## Work task
Say how many lines in the listing contain the string "FlakyStore", giving the number alone.
________
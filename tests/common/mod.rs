#![allow(dead_code)]

use std::cell::Cell;

use moodtrack::store::{Collection, OrderBy, Provision, Record, SqliteStore, Store, StoreError};

pub fn store(provision: Provision) -> SqliteStore {
    SqliteStore::open_in_memory("tester", &provision).expect("in-memory store")
}

/// SQLite store whose writes can be switched to fail
pub struct FlakyStore {
    pub inner: SqliteStore,
    pub fail_inserts: Cell<bool>,
    pub fail_updates: Cell<bool>,
    pub inserts: Cell<usize>,
}

impl FlakyStore {
    pub fn new(provision: Provision) -> Self {
        Self {
            inner: store(provision),
            fail_inserts: Cell::new(false),
            fail_updates: Cell::new(false),
            inserts: Cell::new(0),
        }
    }
}

impl Store for FlakyStore {
    fn select(&self, collection: Collection, order: Option<OrderBy>) -> Result<Vec<Record>, StoreError> {
        self.inner.select(collection, order)
    }

    fn select_by_id(&self, collection: Collection, id: &str) -> Result<Record, StoreError> {
        self.inner.select_by_id(collection, id)
    }

    fn insert(&self, collection: Collection, record: Record) -> Result<Record, StoreError> {
        self.inserts.set(self.inserts.get() + 1);
        if self.fail_inserts.get() {
            return Err(StoreError::Backend("connection reset".to_string()));
        }
        self.inner.insert(collection, record)
    }

    fn update(&self, collection: Collection, id: &str, changes: Record) -> Result<(), StoreError> {
        if self.fail_updates.get() {
            return Err(StoreError::Backend("connection reset".to_string()));
        }
        self.inner.update(collection, id, changes)
    }

    fn delete(&self, collection: Collection, id: &str) -> Result<(), StoreError> {
        self.inner.delete(collection, id)
    }
}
________
## Expected output
3